Elasticsearch Mapping: The Basics, Updates & Examples
Within a search engine, mapping defines how a document is indexed and how it indexes and stores its fields. We can compare mapping to a database schema in how it describes the fields and properties that documents hold, the datatype of each field (e.g., string
, integer
, or date
), and how those fields should be indexed and stored by Lucene. It is very important to define the mapping after we create an index—an inappropriate preliminary definition and mapping may result in the wrong search results.
In an earlier article, we ran an elaborate comparison of the two search engine market leaders, Elasticsearch and Apache Solr. Here, we will delve deep into the Elasticsearch mappings using a stable Elasticsearch v2.4 configuration. We will discuss the basics, the different field types, and then give examples for both static and dynamic mapping.
About Mapping
Mapping is intended to define the structure and field types as required based on the answers to certain questions. For example:
- Which string fields should be full text and which should be numbers or dates (and in which formats)?

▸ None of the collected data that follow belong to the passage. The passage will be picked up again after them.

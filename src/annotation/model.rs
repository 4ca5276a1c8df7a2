use std::collections::{BTreeMap, HashSet};

use serde_json::{Map, Value, json};

use crate::foundation::core::TimeRange;
use crate::foundation::error::{OverlayError, OverlayResult};

/// One visualizable fact about a span of video time.
///
/// `data` is opaque to the manifest; its shape is decided by `category` and checked by the
/// renderer that claims that category.
#[derive(Clone, Debug, PartialEq, serde::Serialize, serde::Deserialize)]
#[serde(rename_all = "camelCase")]
pub struct Annotation {
    /// Unique within one manifest.
    pub id: String,
    /// Renderer discriminator, e.g. `"detection"` or `"text"`.
    pub category: String,
    /// Inclusive visibility window.
    pub time_range: TimeRange,
    /// Category-specific payload.
    #[serde(default)]
    pub data: Value,
}

impl Annotation {
    /// Return `true` when this annotation should be drawn at `t_ms`.
    pub fn is_visible_at(&self, t_ms: f64) -> bool {
        self.time_range.contains(t_ms)
    }

    /// Return `true` when the record satisfies the manifest invariants (non-empty id and
    /// category, well-formed time range).
    pub fn is_well_formed(&self) -> bool {
        !self.id.trim().is_empty()
            && !self.category.trim().is_empty()
            && self.time_range.is_well_formed()
    }

    /// Raw JSON form, as found under `items.<category>[]`.
    pub fn to_raw(&self) -> Value {
        json!({
            "id": self.id,
            "category": self.category,
            "timeRange": {
                "startMs": self.time_range.start_ms,
                "endMs": self.time_range.end_ms,
            },
            "data": self.data,
        })
    }

    fn from_raw_entry(category: &str, index: usize, raw: &Value) -> OverlayResult<Self> {
        let obj = raw.as_object().ok_or_else(|| {
            OverlayError::malformed(format!("{category}[{index}] is not an object"))
        })?;

        let id = match obj.get("id") {
            Some(Value::String(s)) if !s.trim().is_empty() => s.clone(),
            Some(Value::Number(n)) => n.to_string(),
            None | Some(Value::Null) => format!("{category}:{index}"),
            Some(other) => {
                return Err(OverlayError::malformed(format!(
                    "{category}[{index}] has unusable id {other}"
                )));
            }
        };

        let time_range = obj
            .get("timeRange")
            .ok_or_else(|| OverlayError::malformed(format!("'{id}' has no timeRange")))
            .and_then(|tr| parse_time_range(&id, tr))?;

        Ok(Self {
            id,
            category: category.to_owned(),
            time_range,
            data: obj.get("data").cloned().unwrap_or(Value::Null),
        })
    }
}

fn parse_time_range(id: &str, raw: &Value) -> OverlayResult<TimeRange> {
    let bound = |key: &str| {
        raw.get(key).and_then(Value::as_f64).ok_or_else(|| {
            OverlayError::malformed(format!("'{id}' timeRange.{key} is missing or not a number"))
        })
    };
    TimeRange::new(bound("startMs")?, bound("endMs")?)
        .map_err(|e| OverlayError::malformed(format!("'{id}': {e}")))
}

/// Immutable, category-partitioned collection of annotations for one video.
///
/// Built once from the raw `{ metadata, items: { category: [...] } }` shape and then only
/// queried. Loading new annotation data means building a new manifest and replacing the old one
/// wholesale.
#[derive(Clone, Debug, PartialEq)]
pub struct AnnotationManifest {
    metadata: Value,
    items: BTreeMap<String, Vec<Annotation>>,
    count: usize,
    dropped: usize,
}

impl AnnotationManifest {
    /// Build a manifest from the raw JSON shape.
    ///
    /// Entries with a malformed `timeRange`, an unusable `id`, or an `id` already taken are
    /// dropped and logged; the rest are kept. Entries with no `id` receive `"<category>:<index>"`.
    /// Returns `None` when `items` is absent or nothing survives normalization.
    pub fn from_raw(raw: &Value) -> Option<Self> {
        let Some(items) = raw.get("items").and_then(Value::as_object) else {
            tracing::warn!("manifest has no items object");
            return None;
        };

        let mut out: BTreeMap<String, Vec<Annotation>> = BTreeMap::new();
        let mut seen_ids: HashSet<String> = HashSet::new();
        let mut count = 0usize;
        let mut dropped = 0usize;

        for (category, entries) in items {
            let Some(entries) = entries.as_array() else {
                tracing::warn!(%category, "items entry is not an array; category dropped");
                dropped += 1;
                continue;
            };
            if category.trim().is_empty() {
                tracing::warn!(
                    entries = entries.len(),
                    "annotations under an empty category dropped"
                );
                dropped += entries.len();
                continue;
            }

            let mut kept = Vec::with_capacity(entries.len());
            for (index, entry) in entries.iter().enumerate() {
                match Annotation::from_raw_entry(category, index, entry) {
                    Ok(a) if seen_ids.insert(a.id.clone()) => kept.push(a),
                    Ok(a) => {
                        tracing::warn!(%category, id = %a.id, "duplicate annotation id dropped");
                        dropped += 1;
                    }
                    Err(e) => {
                        tracing::warn!(%category, index, error = %e, "malformed annotation dropped");
                        dropped += 1;
                    }
                }
            }

            if !kept.is_empty() {
                count += kept.len();
                out.insert(category.clone(), kept);
            }
        }

        if count == 0 {
            tracing::warn!(dropped, "manifest is empty after normalization");
            return None;
        }

        Some(Self {
            metadata: raw.get("metadata").cloned().unwrap_or(Value::Null),
            items: out,
            count,
            dropped,
        })
    }

    /// Parse a JSON document and build a manifest from it.
    pub fn from_json(s: &str) -> OverlayResult<Option<Self>> {
        let raw: Value = serde_json::from_str(s)?;
        Ok(Self::from_raw(&raw))
    }

    /// Raw JSON form; `from_raw(&m.to_raw())` reproduces `m`'s contents.
    pub fn to_raw(&self) -> Value {
        let items: Map<String, Value> = self
            .items
            .iter()
            .map(|(cat, anns)| {
                (
                    cat.clone(),
                    Value::Array(anns.iter().map(Annotation::to_raw).collect()),
                )
            })
            .collect();
        json!({ "metadata": self.metadata, "items": items })
    }

    /// Pretty-printed JSON of [`AnnotationManifest::to_raw`].
    pub fn to_json(&self) -> OverlayResult<String> {
        Ok(serde_json::to_string_pretty(&self.to_raw())?)
    }

    /// Upstream metadata carried alongside the items.
    pub fn metadata(&self) -> &Value {
        &self.metadata
    }

    /// Total number of annotations across all categories.
    pub fn count(&self) -> usize {
        self.count
    }

    /// Number of raw entries dropped while building this manifest.
    pub fn dropped(&self) -> usize {
        self.dropped
    }

    /// Categories present, in query order.
    pub fn categories(&self) -> impl Iterator<Item = &str> {
        self.items.keys().map(String::as_str)
    }

    /// Annotations of one category in insertion order.
    pub fn category(&self, category: &str) -> &[Annotation] {
        self.items.get(category).map(Vec::as_slice).unwrap_or(&[])
    }

    /// All annotations, category-then-insertion order.
    pub fn iter(&self) -> impl Iterator<Item = &Annotation> {
        self.items.values().flatten()
    }

    /// Look up one annotation by id.
    pub fn get(&self, id: &str) -> Option<&Annotation> {
        self.iter().find(|a| a.id == id)
    }

    /// Every annotation whose inclusive range contains `t_ms`, category-then-insertion order.
    pub fn visible_at(&self, t_ms: f64) -> Vec<&Annotation> {
        self.iter().filter(|a| a.is_visible_at(t_ms)).collect()
    }

    /// Annotation counts keyed by category.
    pub fn counts_by_category(&self) -> BTreeMap<String, usize> {
        self.items
            .iter()
            .map(|(cat, anns)| (cat.clone(), anns.len()))
            .collect()
    }

    /// Smallest range covering every annotation.
    pub fn time_span(&self) -> Option<TimeRange> {
        self.iter().map(|a| a.time_range).reduce(|acc, r| TimeRange {
            start_ms: acc.start_ms.min(r.start_ms),
            end_ms: acc.end_ms.max(r.end_ms),
        })
    }

    /// `true` when the manifest is non-empty and every annotation satisfies the invariants
    /// (well-formed, filed under its own category, unique id).
    pub fn validate(&self) -> bool {
        if self.count == 0 {
            return false;
        }
        let mut ids = HashSet::with_capacity(self.count);
        self.items.iter().all(|(cat, anns)| {
            anns.iter()
                .all(|a| a.is_well_formed() && a.category == *cat && ids.insert(a.id.as_str()))
        })
    }
}

impl serde::Serialize for AnnotationManifest {
    fn serialize<S>(&self, serializer: S) -> Result<S::Ok, S::Error>
    where
        S: serde::Serializer,
    {
        self.to_raw().serialize(serializer)
    }
}

#[cfg(test)]
#[path = "../../tests/unit/annotation/model.rs"]
mod tests;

- When should you use the _all field, which concatenates multiple fields to a single string and helps with analyzing and indexing?
- What custom rules should be set to update new field types automatically as they are added (e.g., the dynamic mapping type, which we will discuss further later on)?
Elasticsearch GET
Mapping Requests
The basic request is rather simple, with an optional parameter focusing the GET _mapping
request at a specific index:
GET /_mapping
GET /<index>/_mapping
You can also retrieve Elasticsearch mapping for multiple indices at once rather easily:
GET /,/_mapping
As a more concrete example, say you’re looking for particular parts of speech in your NLP indices:
GET /verbs,nouns/_mapping
An example of a return Elasticsearch GET _mapping
JSON result would be:
{ "verbs" : { "mappings" : { "properties" : { }, "go" : { "type" : "text" }, "walk" : { "type" : "text" } } } } }
Deprecation of Mapping Types
With Elasticsearch 7.0.0, mapping types were deprecated (with limited support in Elasticsearch 6.0.0). However, knowing how they worked can help understand current versions of Elasticsearch, as well as aid in dealing with earlier versions. Each index had one or more mapping types that were used to divide documents into logical groups. Basically, a type in Elasticsearch represented a class of similar documents and had a name such as customer
or item
. Lucene has no concept of document data types, so Elasticsearch would store the type name of each document in a metadata field of a document called _type. When searching for documents within a particular type, Elasticsearch simply used a filter on the _type field to restrict the search.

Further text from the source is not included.